Nous faisons le même effort ensemble et nous échangeons les saluts. Maintenant, Kralouk est rassuré ; son regard s’anime d’indépendance orgueilleuse et de victorieuse félicité.
— Où vas-tu, Kralouk ?
— A Alger, pour un moment.
— Je t’ai cherché dans Constantine, la muette, depuis que ton djaouak ne s’y entend plus.
— Tu m’as cherché et tu ne m’as pas trouvé ; mais tu n’as point cessé de penser à moi et tu me trouves. Louange à Dieu pour toi et pour moi !
Je poursuis avec les détours arabes :
— La maison fermée est triste sur le Rhumel, si triste que j’ai craint que ce fût à cause de la mort.
Les paupières du musicien battent légèrement :
— Il n’y a la mort et la mort noire que pour celui qui marche par le travers du chemin de son frère.
— La mort noire, ô Kralouk, c’est la mort par l’assassinat. Qui connaissais-tu devant en être frappé ?
Il me regarde longuement, puis, très doux :
— Pourquoi me faire dire son nom ? Tu le sais. Et n’as-tu pas interrogé ma maison fermée ?
— La maison fermée est une bouche close et ne révèle rien. C’est à cause du meurtre que tu as quitté Constantine ?
— Je savais que nul ne me livrerait, mais je n’aime pas la Justice du Tribunal parce qu’elle est sans intelligence.
— Tu te sentais coupable ?
— Non, de rien au désert ! Mais les gens des villes ont le cœur limité par leurs murailles.
— El Mensi n’avait mérité ni l’égorgement, ni la mutilation.
— El Mensi avait mérité son destin puisqu’il voulait Mâadith et que Mâadith était pour moi depuis le jour où elle me guérit de ma blessure et où je sus sa beauté.
Nos phrases se sont croisées, ont rebondi, brèves, rapides. Je mesure ce patient désir de Kralouk qui a guetté sa proie et l’a envoûtée, fanatique et passionné, pour la rendre à la fois à l’Islam et à l’amour. Il reprend :
— Dieu a fait cent parts de la jalousie. Il en a donné quatre-vingt-dix-neuf aux Arabes. Et Mâadith a dû me faire manger de la cervelle d’hyène.

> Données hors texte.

//! Headless runner - main event loop without an embedding player
//!
//! Drains the engine's message channel, reports session transitions to the
//! operator (plain lines, or NDJSON events with `--json`), and reads line
//! commands from stdin.

use tokio::sync::mpsc;

use quadlink_core::prelude::*;
use quadlink_core::types::SessionStatus;
use quadlink_drone::transcode::egress_url;
use quadlink_drone::{NetworkStatus, WirelessPermission};

use crate::engine::Engine;
use crate::message::Message;
use crate::report::SessionEvent;
use crate::state::ConnState;

/// Run the session loop until quit.
pub async fn run<N, P>(mut engine: Engine<N, P>, json: bool) -> Result<()>
where
    N: NetworkStatus + Send + Sync + 'static,
    P: WirelessPermission + Send + Sync + 'static,
{
    info!("═══════════════════════════════════════════════════════");
    info!("quadlink starting");
    info!(
        "Device: {}:{}",
        engine.state.config.device.address, engine.state.config.device.command_port
    );
    info!("═══════════════════════════════════════════════════════");

    // Spawn the stdin reader for operator commands
    let stdin_tx = engine.msg_sender();
    std::thread::spawn(move || {
        stdin_reader_blocking(stdin_tx);
    });

    // Dial immediately; after a failure the operator can redial with `c`.
    let before = engine.state.status.clone();
    engine.process_message(Message::Connect);
    report_transition(&engine.state, &before, json);

    // Main event loop
    let result = event_loop(&mut engine, json).await;

    // Shutdown
    engine.shutdown().await;

    info!("quadlink exiting");
    result
}

/// Main event loop
async fn event_loop<N, P>(engine: &mut Engine<N, P>, json: bool) -> Result<()>
where
    N: NetworkStatus + Send + Sync + 'static,
    P: WirelessPermission + Send + Sync + 'static,
{
    loop {
        // Check for shutdown
        if engine.should_quit() {
            info!("Quit requested");
            break;
        }

        // Wait for next message
        match engine.msg_rx.recv().await {
            Some(msg) => {
                report_device_reply(&msg, json);

                let before = engine.state.status.clone();
                engine.process_message(msg);
                report_transition(&engine.state, &before, json);
            }
            None => {
                // Channel closed
                info!("Message channel closed");
                break;
            }
        }
    }

    Ok(())
}

/// Report a device reply before it is consumed by the update layer.
fn report_device_reply(msg: &Message, json: bool) {
    if let Message::DeviceReply { from, payload } = msg {
        if json {
            SessionEvent::device_reply(*from, payload).emit();
        } else {
            println!("{from} replied: {payload}");
        }
    }
}

/// Report a status transition, if one happened.
fn report_transition(state: &ConnState, before: &SessionStatus, json: bool) {
    let after = &state.status;
    if after == before {
        return;
    }

    if json {
        SessionEvent::status(after).emit();
        if let SessionStatus::Error(message) = after {
            error!("Session failed: {}", message);
            // The loop keeps running and the operator may redial, so no
            // failure reported here is fatal to the process.
            SessionEvent::error(message.clone(), false).emit();
        }
    } else {
        match after {
            SessionStatus::Error(message) => println!("status: {} ({message})", after.label()),
            _ => println!("status: {}", after.label()),
        }
    }

    if matches!(after, SessionStatus::Streaming) {
        let url = egress_url(state.config.pipeline.http_port);
        if json {
            SessionEvent::playback_ready(&url).emit();
        } else {
            println!("video ready at {url}");
        }
    }
}

/// Map an operator line to a message. `None` for unrecognized input.
fn parse_command(line: &str) -> Option<Message> {
    match line.trim() {
        "c" | "connect" => Some(Message::Connect),
        "d" | "disconnect" => Some(Message::Disconnect),
        "q" | "quit" => Some(Message::Quit),
        _ => None,
    }
}

/// Read operator commands from stdin and send them to the message channel
/// (blocking version, runs on a dedicated thread)
fn stdin_reader_blocking(msg_tx: mpsc::Sender<Message>) {
    use std::io::BufRead;

    let stdin = std::io::stdin();
    let reader = stdin.lock();

    for line in reader.lines() {
        match line {
            Ok(line) => {
                let trimmed = line.trim();
                if trimmed.is_empty() {
                    continue;
                }
                match parse_command(trimmed) {
                    Some(msg) => {
                        info!("Stdin: {} requested", msg.kind());
                        let quit = matches!(msg, Message::Quit);
                        let _ = msg_tx.blocking_send(msg);
                        if quit {
                            break;
                        }
                    }
                    None => {
                        warn!("Unknown stdin command: {}", trimmed);
                    }
                }
            }
            Err(e) => {
                error!("Failed to read stdin: {}", e);
                break;
            }
        }
    }

    info!("Stdin reader exiting");
}

#[cfg(test)]
mod tests {
    use super::*;

    #[test]
    fn test_parse_command_accepts_short_and_long_forms() {
        assert!(matches!(parse_command("c"), Some(Message::Connect)));
        assert!(matches!(parse_command("connect"), Some(Message::Connect)));
        assert!(matches!(parse_command("d"), Some(Message::Disconnect)));
        assert!(matches!(parse_command("disconnect"), Some(Message::Disconnect)));
        assert!(matches!(parse_command("q"), Some(Message::Quit)));
        assert!(matches!(parse_command("quit"), Some(Message::Quit)));
    }

    #[test]
    fn test_parse_command_trims_whitespace() {
        assert!(matches!(parse_command("  connect  "), Some(Message::Connect)));
    }

    #[test]
    fn test_parse_command_rejects_unknown() {
        assert!(parse_command("takeoff").is_none());
        assert!(parse_command("").is_none());
    }
}
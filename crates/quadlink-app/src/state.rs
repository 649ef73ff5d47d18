//! Session state (the TEA model)
//!
//! `ConnState` holds everything the orchestrator knows: the visible
//! [`SessionStatus`], the live link and pipeline resources, and the attempt
//! generation used to discard messages from torn-down attempts.

use tokio::sync::watch;

use quadlink_core::types::SessionStatus;
use quadlink_drone::{CommandChannel, TranscodePipeline};

use crate::config::Config;

/// Identity of one connect attempt.
///
/// Every message produced by an attempt's background work carries the id the
/// attempt was started with. A teardown bumps the current generation, so
/// messages from the old attempt no longer match and are dropped.
#[derive(Debug, Clone, Copy, PartialEq, Eq, Hash)]
pub struct AttemptId(pub(crate) u64);

impl std::fmt::Display for AttemptId {
    fn fmt(&self, f: &mut std::fmt::Formatter<'_>) -> std::fmt::Result {
        write!(f, "#{}", self.0)
    }
}

/// Orchestrator state for one drone session.
#[derive(Debug)]
pub struct ConnState {
    /// The externally visible session status
    pub status: SessionStatus,

    /// Loaded configuration (immutable for the process lifetime)
    pub config: Config,

    /// Monotonic attempt counter
    attempt_seq: u64,

    /// The attempt currently allowed to report progress. Spans the whole
    /// connection: set when the attempt starts, cleared only on teardown.
    pub current_attempt: Option<AttemptId>,

    /// Cancels the in-flight attempt's settling delays
    attempt_cancel: Option<watch::Sender<bool>>,

    /// Live command channel, present from handshake completion to teardown
    pub channel: Option<CommandChannel>,

    /// Live transcode pipeline
    pub pipeline: Option<TranscodePipeline>,

    /// Pipeline relaunches consumed for the current connection
    pub restarts_used: u32,

    /// Most recent failure, kept for status reporting
    pub last_error: Option<String>,

    quitting: bool,
}

impl ConnState {
    pub fn new(config: Config) -> Self {
        Self {
            status: SessionStatus::default(),
            config,
            attempt_seq: 0,
            current_attempt: None,
            attempt_cancel: None,
            channel: None,
            pipeline: None,
            restarts_used: 0,
            last_error: None,
            quitting: false,
        }
    }

    /// Start a new attempt generation.
    ///
    /// Returns the attempt id and the cancel receiver its background task
    /// watches. Replacing the previous cancel sender also cancels any
    /// still-running older attempt.
    pub fn begin_attempt(&mut self) -> (AttemptId, watch::Receiver<bool>) {
        self.attempt_seq += 1;
        let attempt = AttemptId(self.attempt_seq);
        let (cancel_tx, cancel_rx) = watch::channel(false);
        self.attempt_cancel = Some(cancel_tx);
        self.current_attempt = Some(attempt);
        (attempt, cancel_rx)
    }

    /// Whether a message stamped with `attempt` belongs to the live
    /// connection generation.
    pub fn is_current(&self, attempt: AttemptId) -> bool {
        self.current_attempt == Some(attempt)
    }

    /// Cancel the in-flight attempt, if any.
    pub fn cancel_attempt(&mut self) {
        if let Some(cancel) = self.attempt_cancel.take() {
            let _ = cancel.send(true);
        }
    }

    /// Take the pipeline out of the state, leaving `None`.
    pub fn take_pipeline(&mut self) -> Option<TranscodePipeline> {
        self.pipeline.take()
    }

    /// Release every resource of the current connection generation.
    ///
    /// Cancels the in-flight attempt, closes the command channel, kills the
    /// pipeline, and clears the generation so any message still in flight
    /// from this connection is dropped as stale. Idempotent; the caller sets
    /// the resulting status.
    pub fn teardown(&mut self) {
        self.cancel_attempt();
        self.current_attempt = None;
        self.restarts_used = 0;

        if let Some(channel) = self.channel.take() {
            channel.close();
        }
        if let Some(mut pipeline) = self.pipeline.take() {
            pipeline.cancel();
        }
    }

    /// Enter the error state with the given message.
    pub fn set_error(&mut self, message: impl Into<String>) {
        let message = message.into();
        self.last_error = Some(message.clone());
        self.status = SessionStatus::Error(message);
    }

    pub fn request_quit(&mut self) {
        self.quitting = true;
    }

    pub fn should_quit(&self) -> bool {
        self.quitting
    }
}
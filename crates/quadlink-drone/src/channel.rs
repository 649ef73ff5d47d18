//! UDP command channel to the drone
//!
//! The device speaks a plaintext ASCII datagram protocol on a fixed port.
//! One channel is bound per connect attempt and lives until teardown. Sends
//! carry a weak guarantee only: success means the datagram left the local
//! stack, nothing more. Every inbound datagram is forwarded verbatim by a
//! passive listener; nothing here waits for acknowledgments.

use std::net::SocketAddr;
use std::sync::atomic::{AtomicBool, Ordering};
use std::sync::Arc;

use tokio::net::UdpSocket;
use tokio::sync::{mpsc, watch};

use quadlink_core::events::LinkEvent;
use quadlink_core::prelude::*;

/// Largest datagram we expect back from the device. Replies are short ASCII
/// ("ok", "error", a battery figure), so this is generous.
const REPLY_BUFFER_SIZE: usize = 2048;

/// One bound UDP endpoint speaking to the drone.
///
/// Exists only while a session is being established or held. `close()` is
/// idempotent and also runs on drop, so the endpoint is released within one
/// teardown cycle no matter which path tears the session down.
pub struct CommandChannel {
    socket: Arc<UdpSocket>,
    device: SocketAddr,
    closed: Arc<AtomicBool>,
    stop_tx: watch::Sender<bool>,
}

impl CommandChannel {
    /// Bind the local endpoint and attach the reply listener.
    ///
    /// `local_port` of 0 binds an ephemeral port. A port that is already
    /// taken fails here, naming the port; the caller treats that as fatal to
    /// the attempt rather than retrying another port.
    pub async fn open(
        local_port: u16,
        device: SocketAddr,
        reply_tx: mpsc::Sender<LinkEvent>,
    ) -> Result<CommandChannel> {
        let socket = UdpSocket::bind(("0.0.0.0", local_port))
            .await
            .map_err(|e| Error::bind(local_port, e.to_string()))?;
        let socket = Arc::new(socket);

        let local = socket.local_addr()?;
        info!("command channel open on {local} -> {device}");

        let (stop_tx, stop_rx) = watch::channel(false);
        tokio::spawn(listen_for_replies(Arc::clone(&socket), reply_tx, stop_rx));

        Ok(CommandChannel {
            socket,
            device,
            closed: Arc::new(AtomicBool::new(false)),
            stop_tx,
        })
    }

    /// Send one command datagram to the device.
    ///
    /// Success does not confirm delivery or device-side execution. Fails
    /// once the channel has been closed.
    pub async fn send(&self, command: &str) -> Result<()> {
        if self.closed.load(Ordering::SeqCst) {
            return Err(Error::LinkClosed);
        }

        self.socket
            .send_to(command.as_bytes(), self.device)
            .await
            .map_err(|e| Error::command_send(command, e.to_string()))?;

        debug!("sent \"{command}\" to {}", self.device);
        Ok(())
    }

    /// Stop the listener and mark the channel closed.
    ///
    /// Idempotent: later calls (including the one from `Drop`) are no-ops.
    /// The OS endpoint is released once the listener task observes the stop
    /// signal and drops its socket handle.
    pub fn close(&self) {
        if self.closed.swap(true, Ordering::SeqCst) {
            return;
        }
        let _ = self.stop_tx.send(true);
        info!("command channel closed");
    }

    pub fn is_closed(&self) -> bool {
        self.closed.load(Ordering::SeqCst)
    }

    /// Local endpoint the channel is bound to.
    pub fn local_addr(&self) -> Result<SocketAddr> {
        Ok(self.socket.local_addr()?)
    }

    pub fn device_addr(&self) -> SocketAddr {
        self.device
    }
}

impl Drop for CommandChannel {
    fn drop(&mut self) {
        self.close();
    }
}

impl std::fmt::Debug for CommandChannel {
    fn fmt(&self, f: &mut std::fmt::Formatter<'_>) -> std::fmt::Result {
        f.debug_struct("CommandChannel")
            .field("device", &self.device)
            .field("closed", &self.closed.load(Ordering::SeqCst))
            .finish()
    }
}

/// Forward every inbound datagram until the stop signal fires or the
/// orchestrator side of the event channel goes away.
async fn listen_for_replies(
    socket: Arc<UdpSocket>,
    reply_tx: mpsc::Sender<LinkEvent>,
    mut stop_rx: watch::Receiver<bool>,
) {
    let mut buf = [0u8; REPLY_BUFFER_SIZE];

    loop {
        tokio::select! {
            _ = stop_rx.changed() => break,
            received = socket.recv_from(&mut buf) => match received {
                Ok((len, from)) => {
                    let payload = String::from_utf8_lossy(&buf[..len]).trim().to_string();
                    debug!("reply from {from}: {payload}");
                    if reply_tx.send(LinkEvent::Reply { from, payload }).await.is_err() {
                        break;
                    }
                }
                Err(e) => {
                    debug!("recv error on command socket: {e}");
                    break;
                }
            }
        }
    }

    trace!("reply listener stopped");
}
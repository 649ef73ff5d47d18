//! quadlink-app - Session orchestration for quadlink
//!
//! This crate implements the TEA (The Elm Architecture) pattern for session
//! state management, the Engine abstraction wiring the update function to
//! background tasks, configuration loading, the playback bridge, and the
//! headless runner loop.

pub mod actions;
pub mod config;
pub mod engine;
pub mod handler;
pub mod message;
pub mod playback;
pub mod report;
pub mod runner;
pub mod signals;
pub mod state;

// The types embedders actually touch
pub use config::Config;
pub use engine::Engine;
pub use handler::{UpdateAction, UpdateResult};
pub use message::Message;
pub use playback::PlaybackBridge;
pub use report::SessionEvent;
pub use state::{AttemptId, ConnState};
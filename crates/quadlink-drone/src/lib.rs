//! # quadlink-drone - Device Link Management
//!
//! Owns everything that touches the drone or the host platform directly:
//! network-link preflight, the wireless permission gate, the UDP command
//! channel, and the external video transcode pipeline.
//!
//! Depends on [`quadlink_core`] for domain types and error handling.
//!
//! ## Public API
//!
//! ### Preflight
//! - [`preflight::check()`] - Verify the host is joined to the drone's network
//! - [`LinkReport`] / [`LinkKind`] - Snapshot of the active link
//! - [`NetworkStatus`] - Seam for injecting link snapshots in tests
//!
//! ### Permission
//! - [`WirelessPermission`] - Wireless access gate, re-checked every attempt
//! - [`SystemPermission`] - Production implementation
//!
//! ### Command Link
//! - [`CommandChannel`] - UDP channel for SDK commands and device replies
//!
//! ### Video Pipeline
//! - [`TranscodePipeline`] - Spawn and supervise the external transcoder
//! - [`transcode::build_args()`] - The fixed low-latency re-mux template

pub mod channel;
pub mod permission;
pub mod preflight;
#[cfg(any(test, feature = "test-helpers"))]
pub mod test_utils;
pub mod transcode;

// Public API re-exports
pub use channel::CommandChannel;
pub use permission::{SystemPermission, WirelessPermission};
pub use preflight::{LinkKind, LinkReport, NetworkStatus, SystemNetworkStatus};
pub use transcode::{TranscodeId, TranscodePipeline};
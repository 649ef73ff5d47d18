//! Main update function - the session status table
//!
//! Every transition in the session lifecycle lives here:
//!
//! - `Disconnected`/`Error` + Connect → `Connecting` (attempt spawned)
//! - `Connecting` + attempt failure → `Error`
//! - `Connecting` + handshake complete → `Connected` (pipeline launched)
//! - `Connected` + playback ready → `Streaming` (the only path there)
//! - `Streaming` + playback error → `Connected`, resources kept
//! - pipeline failure → `Error`, or a relaunch when configured
//! - Disconnect/Quit from anywhere → full teardown, `Disconnected`
//!
//! Progress messages carry the [`AttemptId`] of the generation that produced
//! them; anything from a torn-down generation is dropped here.

use quadlink_core::events::{PipelineEvent, PlaybackEvent, TranscodeOutcome};
use quadlink_core::prelude::*;
use quadlink_core::types::SessionStatus;
use quadlink_drone::{CommandChannel, TranscodePipeline};

use crate::message::Message;
use crate::state::{AttemptId, ConnState};

use super::{UpdateAction, UpdateResult};

/// Process a message and update state.
/// Returns optional follow-up message and/or action.
pub fn update(state: &mut ConnState, message: Message) -> UpdateResult {
    match message {
        Message::Connect => handle_connect(state),

        Message::Disconnect => handle_disconnect(state),

        Message::Quit => {
            info!("quit requested, tearing down");
            state.request_quit();
            state.teardown();
            state.status = SessionStatus::Disconnected;
            UpdateResult::none()
        }

        Message::ConnectAttemptFailed { attempt, error } => {
            handle_attempt_failed(state, attempt, error)
        }

        Message::HandshakeComplete { attempt, channel } => {
            handle_handshake_complete(state, attempt, channel)
        }

        Message::PipelineLaunched { attempt, pipeline } => {
            handle_pipeline_launched(state, attempt, pipeline)
        }

        Message::PipelineLaunchFailed { attempt, error } => {
            if !state.is_current(attempt) {
                debug!("ignoring launch failure from stale attempt {attempt}");
                return UpdateResult::none();
            }
            error!("transcode pipeline launch failed: {error}");
            state.teardown();
            state.set_error(error);
            UpdateResult::none()
        }

        Message::Pipeline { attempt, event } => handle_pipeline_event(state, attempt, event),

        Message::Playback { attempt, event } => handle_playback_event(state, attempt, event),

        Message::DeviceReply { from, payload } => {
            // The SDK handshake is fire-and-wait; replies are informational.
            debug!("device {from} replied: {payload:?}");
            UpdateResult::none()
        }
    }
}

/// Connect is only honored at rest. While an attempt or session is live the
/// operator has to disconnect first.
fn handle_connect(state: &mut ConnState) -> UpdateResult {
    if !matches!(
        state.status,
        SessionStatus::Disconnected | SessionStatus::Error(_)
    ) {
        warn!("connect ignored while {}", state.status);
        return UpdateResult::none();
    }

    let (attempt, cancel_rx) = state.begin_attempt();
    state.status = SessionStatus::Connecting;
    info!("connect attempt {attempt} starting");
    UpdateResult::action(UpdateAction::ConnectAttempt { attempt, cancel_rx })
}

fn handle_disconnect(state: &mut ConnState) -> UpdateResult {
    if state.status == SessionStatus::Disconnected {
        debug!("disconnect ignored, already disconnected");
        return UpdateResult::none();
    }

    info!("disconnecting");
    state.teardown();
    state.status = SessionStatus::Disconnected;
    UpdateResult::none()
}

fn handle_attempt_failed(state: &mut ConnState, attempt: AttemptId, error: String) -> UpdateResult {
    if !state.is_current(attempt) {
        debug!("ignoring failure from stale attempt {attempt}");
        return UpdateResult::none();
    }

    warn!("connect attempt {attempt} failed: {error}");
    state.teardown();
    state.set_error(error);
    UpdateResult::none()
}

/// The link is up. Take ownership of the channel and launch the pipeline.
fn handle_handshake_complete(
    state: &mut ConnState,
    attempt: AttemptId,
    channel: CommandChannel,
) -> UpdateResult {
    if !state.is_current(attempt) {
        debug!("closing channel from stale attempt {attempt}");
        channel.close();
        return UpdateResult::none();
    }

    info!("attempt {attempt} handshake complete, link to {} up", channel.device_addr());
    state.channel = Some(channel);
    state.status = SessionStatus::Connected;
    UpdateResult::action(UpdateAction::LaunchPipeline { attempt })
}

fn handle_pipeline_launched(
    state: &mut ConnState,
    attempt: AttemptId,
    mut pipeline: TranscodePipeline,
) -> UpdateResult {
    if !state.is_current(attempt) {
        debug!("cancelling pipeline from stale attempt {attempt}");
        pipeline.cancel();
        return UpdateResult::none();
    }

    info!("transcode pipeline {} attached (pid {:?})", pipeline.id(), pipeline.pid());
    state.pipeline = Some(pipeline);
    UpdateResult::none()
}

fn handle_pipeline_event(
    state: &mut ConnState,
    attempt: AttemptId,
    event: PipelineEvent,
) -> UpdateResult {
    if !state.is_current(attempt) {
        debug!("ignoring pipeline event from stale attempt {attempt}");
        return UpdateResult::none();
    }

    match event {
        PipelineEvent::Stderr(line) => {
            trace!("transcoder: {line}");
            UpdateResult::none()
        }
        PipelineEvent::Exited { outcome } => handle_pipeline_exit(state, attempt, outcome),
    }
}

/// The transcoder reached its terminal outcome while the connection is live.
///
/// A clean or cancelled exit just ends the video; the link stays up. A
/// failure either consumes the relaunch budget or fails the session.
fn handle_pipeline_exit(
    state: &mut ConnState,
    attempt: AttemptId,
    outcome: TranscodeOutcome,
) -> UpdateResult {
    state.pipeline = None;

    match outcome {
        TranscodeOutcome::Success | TranscodeOutcome::Cancelled => {
            warn!("transcoder exited ({}), video stopped", outcome.summary());
            if state.status == SessionStatus::Streaming {
                state.status = SessionStatus::Connected;
            }
            UpdateResult::none()
        }
        TranscodeOutcome::Failed { log } => {
            let excerpt = log.lines().next().unwrap_or("no output").to_string();
            let pipeline = &state.config.pipeline;

            if pipeline.restart_on_runtime_failure && state.restarts_used < pipeline.max_restarts {
                state.restarts_used += 1;
                warn!(
                    "transcoder failed ({excerpt}), relaunching ({}/{})",
                    state.restarts_used, pipeline.max_restarts
                );
                if state.status == SessionStatus::Streaming {
                    state.status = SessionStatus::Connected;
                }
                return UpdateResult::action(UpdateAction::LaunchPipeline { attempt });
            }

            error!("transcoder failed: {excerpt}");
            let detail = Error::pipeline_failed(excerpt).to_string();
            state.teardown();
            state.set_error(detail);
            UpdateResult::none()
        }
    }
}

fn handle_playback_event(
    state: &mut ConnState,
    attempt: AttemptId,
    event: PlaybackEvent,
) -> UpdateResult {
    if !state.is_current(attempt) {
        debug!("ignoring playback event from stale attempt {attempt}");
        return UpdateResult::none();
    }

    match event {
        PlaybackEvent::Ready => {
            // The sole entry into Streaming. Reaching it proves the relaunch
            // worked, so the budget starts over.
            if state.status == SessionStatus::Connected {
                info!("playback ready, streaming");
                state.status = SessionStatus::Streaming;
                state.restarts_used = 0;
            } else {
                debug!("playback ready ignored while {}", state.status);
            }
        }
        PlaybackEvent::Error { detail } => {
            // Advisory: the link and pipeline stay up so playback can
            // reattach without a new handshake.
            warn!("playback error: {detail}");
            if state.status == SessionStatus::Streaming {
                state.status = SessionStatus::Connected;
            }
        }
    }

    UpdateResult::none()
}
//! Wireless capability gate
//!
//! Reading the wireless network identity is a gated capability on some
//! platforms. The gate runs before the network preflight on every connect
//! attempt -- grants can be revoked between attempts, so nothing is cached.

use quadlink_core::prelude::*;

/// Access check for the wireless-identity capability.
///
/// [`SystemPermission`] is the production implementation; tests inject the
/// fakes from `test_utils` to drive the denied path.
#[trait_variant::make(WirelessPermission: Send)]
pub trait LocalWirelessPermission {
    /// Verify the capability is usable right now. Called once per connect
    /// attempt; implementations must not cache a previous answer.
    async fn ensure(&self) -> Result<()>;
}

/// Platform permission gate.
///
/// Linux and Windows expose the network identity to any local process, so
/// the gate is a no-op there. On macOS the identity query tool itself is the
/// gated surface: if `networksetup` cannot run there is no way to read the
/// network name, and no way to prompt from a headless process, so the
/// attempt fails with a permission error the operator can act on.
#[derive(Debug, Clone, Copy, Default)]
pub struct SystemPermission;

impl WirelessPermission for SystemPermission {
    async fn ensure(&self) -> Result<()> {
        ensure_platform_grant().await
    }
}

#[cfg(any(target_os = "linux", target_os = "windows"))]
async fn ensure_platform_grant() -> Result<()> {
    Ok(())
}

#[cfg(target_os = "macos")]
async fn ensure_platform_grant() -> Result<()> {
    use tokio::process::Command;

    let result = Command::new("networksetup")
        .arg("-listallhardwareports")
        .output()
        .await;

    match result {
        Ok(output) if output.status.success() => Ok(()),
        Ok(output) => Err(Error::permission_denied(format!(
            "networksetup refused the hardware port query (exit {:?})",
            output.status.code()
        ))),
        Err(e) if e.kind() == std::io::ErrorKind::NotFound => Err(Error::permission_denied(
            "networksetup is not available to query the wireless interface",
        )),
        Err(e) => Err(Error::Io(e)),
    }
}

#[cfg(not(any(target_os = "linux", target_os = "windows", target_os = "macos")))]
async fn ensure_platform_grant() -> Result<()> {
    Ok(())
}

#[cfg(test)]
mod tests {
    // Import the Send variant only: with `LocalWirelessPermission` also in
    // scope, the blanket impl makes every `.ensure()` call ambiguous (E0034).
    use super::{SystemPermission, WirelessPermission};
    use crate::test_utils::{AllowPermission, DenyPermission};
    use quadlink_core::prelude::*;

    #[tokio::test]
    async fn test_allow_permission_passes() {
        assert!(AllowPermission.ensure().await.is_ok());
    }

    #[tokio::test]
    async fn test_deny_permission_carries_message() {
        let gate = DenyPermission::new("revoked in system settings");
        let err = gate.ensure().await.unwrap_err();
        assert!(matches!(err, Error::PermissionDenied { .. }));
        assert!(err.to_string().contains("revoked in system settings"));
    }

    #[cfg(any(target_os = "linux", target_os = "windows"))]
    #[tokio::test]
    async fn test_system_gate_is_noop_here() {
        assert!(SystemPermission.ensure().await.is_ok());
    }
}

C’est la sorcellerie saharienne chère aux femmes qui veulent capter et garder un amant.
Je questionne encore :
— Comment est Louinissa, maintenant ?
— Elle est tranquille et avec la paix.
— Et… Mâadith ?
— Elle est heureuse.
Une expression de volupté assouvie, de désir renaissant et d’ardeur caressante, transfigure l’Homme au djaouak. La frémissante petite créature de jadis a-t-elle trouvé sa voie dans l’unique amour de cet homme, de ce vieil amant qui ne vieillit pas ?
Voici la station où je dois descendre, où l’on m’attend. Je voudrais savoir davantage. Trop tard ; le train repart déjà. Un mot encore ; il me faut connaître le village qui cache les épouses de Kralouk. Je vais parler ; il me prévient, penché à la portière, son sourire si particulier jouant sur ses lèvres sensibles :
— Si tu erres dans la montagne et vers les villages des Merkallah, regarde dans les vergers de Tessala ; peut-être verras-tu la chèvre marquée pour le bonheur.